Geschichte und Gegenwart

Aus dem Dornröschenschlaf erweckt

In den alten Schlössern im Hirschberger Tal regt sich neues Leben

Schildau, Fischbach oder Erdmannsdorf sind Namen, die bis vor kurzem kaum jemand kannte. Dabei waren es im 19. Jahrhundert In-Plätze des europäischen Hochadels. Heute heißen die Orte Wojanów, Karpniki und Mysłakowice. Seit dort ein Schlosshotel nach dem nächsten öffnet, strömen immer mehr Touristen ins liebliche Vorland des polnischen Riesengebirges.

Berühmte Baumeister wie Karl-Friedrich Schinkel und der geniale Parkgestalter Peter Joseph-Lenné schufen im 19. Jahrhundert für die königliche Familie und andere Adelige eine einzigartige Schlösser- und Parklandschaft.
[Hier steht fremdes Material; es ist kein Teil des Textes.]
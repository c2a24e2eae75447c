// Copyright (c) Microsoft Corporation.
// Licensed under the MIT License.

use crate::logger::{LogLevel, LogSink};
use crate::value::Value;

use core::fmt;

use serde::{Deserialize, Serialize};

/// Kind of diagnostic raised by an accessor.
#[derive(Debug, Clone, Copy, PartialEq, Eq, Hash, Deserialize, Serialize)]
#[serde(rename_all = "camelCase")]
pub enum EventKind {
    /// Nothing could be resolved at the path.
    DataMissing,
    /// A value was resolved but its type differs from the default's.
    TypeMismatch,
}

impl EventKind {
    pub fn as_str(&self) -> &'static str {
        match self {
            EventKind::DataMissing => "dataMissing",
            EventKind::TypeMismatch => "typeMismatch",
        }
    }
}

impl fmt::Display for EventKind {
    fn fmt(&self, f: &mut fmt::Formatter) -> fmt::Result {
        f.write_str(self.as_str())
    }
}

#[derive(Debug, Clone, PartialEq, Eq)]
pub struct DiagnosticEvent {
    pub kind: EventKind,
    pub path: String,
    pub default: String,
}

impl DiagnosticEvent {
    pub fn new(kind: EventKind, path: &str, default: &Value) -> Self {
        Self {
            kind,
            path: path.to_string(),
            default: render_default(default),
        }
    }
}

// Strings are shown without quotes; everything else as compact json.
fn render_default(value: &Value) -> String {
    match value {
        Value::String(s) => s.to_string(),
        Value::Undefined => "undefined".to_string(),
        v => v.to_string(),
    }
}

impl fmt::Display for DiagnosticEvent {
    fn fmt(&self, f: &mut fmt::Formatter) -> fmt::Result {
        write!(
            f,
            "event: {}, path: {}, default: {}",
            self.kind, self.path, self.default
        )
    }
}

/// Per-session event counters.
#[derive(Debug, Clone, Copy, Default, PartialEq, Eq, Serialize)]
#[serde(rename_all = "camelCase")]
pub struct DiagnosticStats {
    pub data_missing: usize,
    pub type_mismatch: usize,
}

impl DiagnosticStats {
    pub fn total(&self) -> usize {
        self.data_missing + self.type_mismatch
    }

    pub fn record(&mut self, kind: EventKind) {
        match kind {
            EventKind::DataMissing => self.data_missing += 1,
            EventKind::TypeMismatch => self.type_mismatch += 1,
        }
    }

    pub fn summary(&self) -> String {
        format!(
            "Warnings: {}, dataMissing: {}, typeMismatch: {}",
            self.total(),
            self.data_missing,
            self.type_mismatch
        )
    }
}

#[derive(Debug, Default)]
struct Session {
    stats: DiagnosticStats,
    lines: Vec<String>,
}

/// Receives diagnostic events from accessors.
///
/// Three states:
/// * disabled: no sink, events are dropped.
/// * immediate: every event is sent to the sink as it happens.
/// * session: events are counted and buffered until flushed.
///
/// Each instance owns its own state, so separate sessions never interfere.
#[derive(Debug, Default)]
pub struct Diagnostics {
    sink: Option<LogSink>,
    session: Option<Session>,
    level: LogLevel,
}

impl Diagnostics {
    pub fn new() -> Self {
        Self::default()
    }

    /// Severity used for session summaries and log dumps.
    pub fn set_level(&mut self, level: LogLevel) {
        self.level = level;
    }

    pub fn level(&self) -> LogLevel {
        self.level
    }

    /// Forward events to `sink` as they happen. `None` disables diagnostics.
    ///
    /// Any buffered session is discarded.
    pub fn set_logger(&mut self, sink: Option<LogSink>) {
        self.sink = sink;
        self.session = None;
    }

    /// Begin a buffered session, resetting counters and buffered lines.
    /// `None` disables diagnostics.
    pub fn start_logging(&mut self, sink: Option<LogSink>) {
        self.session = sink.as_ref().map(|_| Session::default());
        self.sink = sink;
    }

    /// Flush the session and disable diagnostics.
    pub fn end_logging(&mut self) {
        self.flush_logs(false);
        self.session = None;
        self.sink = None;
    }

    /// Emit the summary line, then (unless `summary_only`) the buffered
    /// lines joined by newlines, and clear the session. The session stays
    /// active. Does nothing without a session or when nothing was recorded.
    pub fn flush_logs(&mut self, summary_only: bool) {
        let (Some(sink), Some(session)) = (self.sink.as_mut(), self.session.as_mut()) else {
            return;
        };
        if session.lines.is_empty() {
            return;
        }

        let session = std::mem::take(session);
        sink.emit(self.level, &session.stats.summary());
        if !summary_only {
            sink.emit(self.level, &session.lines.join("\n"));
        }
    }

    pub fn is_enabled(&self) -> bool {
        self.sink.is_some()
    }

    pub fn in_session(&self) -> bool {
        self.session.is_some()
    }

    pub fn record(&mut self, event: &DiagnosticEvent, level: LogLevel) {
        match (&mut self.session, &mut self.sink) {
            (Some(session), _) => {
                session.stats.record(event.kind);
                session.lines.push(event.to_string());
            }
            (None, Some(sink)) => sink.emit(level, &event.to_string()),
            (None, None) => (),
        }
    }

    /// Counters of the current session.
    pub fn stats(&self) -> DiagnosticStats {
        self.session
            .as_ref()
            .map(|s| s.stats)
            .unwrap_or_default()
    }

    /// Lines buffered in the current session.
    pub fn lines(&self) -> &[String] {
        self.session
            .as_ref()
            .map(|s| s.lines.as_slice())
            .unwrap_or(&[])
    }
}
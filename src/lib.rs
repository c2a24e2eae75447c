// Copyright (c) Microsoft Corporation.
// Licensed under the MIT License.

//! Safe, defaulted access into nested data.
//!
//! A path such as `a.b[0].c` is normalized into keys, the keys are walked
//! through a [`Value`] without ever failing, and the resolved value is checked
//! against the type of a caller supplied default. Missing data and type
//! mismatches are reported as diagnostic events instead of errors.

#[cfg(feature = "arc")]
use std::sync::Arc as Rc;

#[cfg(not(feature = "arc"))]
use std::rc::Rc;

mod claw;
mod diagnostics;
mod logger;
mod number;
mod options;
mod path;
mod resolve;
mod retriever;
mod typing;
mod value;

pub use claw::claw;
pub use diagnostics::{DiagnosticEvent, DiagnosticStats, Diagnostics, EventKind};
pub use logger::{LogFacade, LogLevel, LogSink, Logger};
pub use number::Number;
pub use options::{OptionsError, RetrieverOptions};
pub use path::{AsPath, BracketRewrite, Path};
pub use resolve::{effective_default, resolve, AccessResult};
pub use retriever::{get, has, Retriever};
pub use typing::TypeTag;
pub use value::{Object, Value, EMPTY_SENTINEL_KEY};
Rund um die heutige Kreisstadt Jelenia Góra (Hirschberg) gibt es etwa drei Dutzend Burgen und Schlösser, so viele wie nirgendwo sonst in Europa auf ähnlicher Fläche. Nach dem Zweiten Weltkrieg bröckelte die Pracht, die Schlösser verfielen, die Parks verwilderten und das Hirschberger Tal geriet in Vergessenheit. Einige polnische und deutsche Idealisten haben Dornröschen wieder wachgeküsst.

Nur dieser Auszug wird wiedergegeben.